Evaluate your security policy: Every organization needs some kind of security policy, but it is often surprising how many do not. The problem, of course, is that network security is often perceived as a technological problem that you can throw money and gadgets at to make better. If things were that simple, then worms and hackers would be a thing of the past.
"Every organization needs a policy to ensure that processes and procedures are in place to ensure security," Hilling says. "What are the acceptable use criteria? How are your systems built and have to ensured that there are no extraneous devices in the network or applications on networked devices? What are the acceptable communications applications? These are all things that you can deal with."
Hilling concedes that it takes time to develop a security policy and that no one can get the job done in ten minutes over coffee. But like all processes, this one can get underway quickly, with the decision to start and the selection of a manager who'll be responsible to plan and implement the policy.
Vulnerability Management: "One of the most important things you can do when you have limited time is to find out where you are vulnerable," Hilling says. "To a certain extent, everything follows from this."
As with the creation of a security policy, an audit of an organization's vulnerabilities can be a very daunting and complex process. "But the process has to be done," Hilling says. "Most security problems aren't related to the wily, determined hacker who uses his cunning to get into your network, they're more likely related to worms and denial of service (DoS) attacks."
Worms and DoS attacks exploit known network vulnerabilities. Consequently, the best way to defend against them is to find the flaws before the attackers do. It will take time to sift through every switch, router and server on your network, of course, but Hilling is quick to point out that it takes virtually no time at all to start the process and delegate someone to see it through.
Patch management: "Once you have the process in place to identify vulnerabilities, you then have to ask how you are going to patch them," Hilling says. "Patching can be the most important thing you can do."
As with everything else, this can be an involved process, but Hilling points out that it takes second to decide to implement a patching strategy and another minute to delegate someone to oversee it. "Patching is something that organizations can easily fall behind on," Hilling says. "Someone has to be responsible to see that that doesn't happen."
Get informed: The best way to stay on top of security vulnerabilities, of course, is to make sure you know about them before they bit you in the tender parts. That means taking the time to scan the latest warnings and maybe even reading your favorite networking or security websites over coffee. It doesn't take long to stay informed once you are informed but, as with everything else, you have to take the time to start the process.

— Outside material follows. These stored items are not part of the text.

//! System metrics: storage devices and attached USB devices.

use serde_json::Value;
use std::sync::Arc;

use crate::api::types::{DiskMetrics, UsbDevices};
use crate::api::{decode, paths, ApiError};
use crate::sync::poller::{Endpoint, ViewSource};

pub const SYSTEM_VIEW: &str = "system";

const ENDPOINTS: &[Endpoint] = &[
    Endpoint::new("metrics/disk", paths::METRICS_DISK),
    Endpoint::new("usb/devices", paths::USB_DEVICES),
];

#[derive(Debug, Clone, Default, PartialEq)]
pub struct SystemSnapshot {
    pub disk: DiskMetrics,
    pub usb: UsbDevices,
}

pub struct SystemView;

impl ViewSource for SystemView {
    type Snapshot = SystemSnapshot;

    fn name(&self) -> &'static str {
        SYSTEM_VIEW
    }

    fn endpoints(&self) -> &[Endpoint] {
        ENDPOINTS
    }

    fn assemble(
        &self,
        payloads: &[Arc<Value>],
        _previous: Option<&SystemSnapshot>,
    ) -> Result<SystemSnapshot, ApiError> {
        Ok(SystemSnapshot {
            disk: decode(paths::METRICS_DISK, (*payloads[0]).clone())?,
            usb: decode(paths::USB_DEVICES, (*payloads[1]).clone())?,
        })
    }

    fn failure_message(&self, _error: &ApiError) -> Option<String> {
        Some("Failed to fetch system metrics".to_string())
    }
}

"There are a lot of solutions that can bring security intelligence to you," Hilling says. "If you don't have the time to address security yourself, any good managed service provider will deliver intelligence to its customers about what's out there."
Go shopping: Even if security is not strictly a technology issue, you need technology to secure your network. It's probably not a good idea to drop $10,000 on intrusion prevention systems and firewalls in ten minutes -- and the board of directors would have your head if you did -- but it only takes a few minutes to see what what's out there.
Think of it as security window shopping, but take the time to think about what you need and how you will deploy it. "You need to look at security technologies from three levels," Hilling says. "First, what do I need to do to protect the network as a whole, secondly, what do I need to protect my servers. Finally, how will security impact my end users."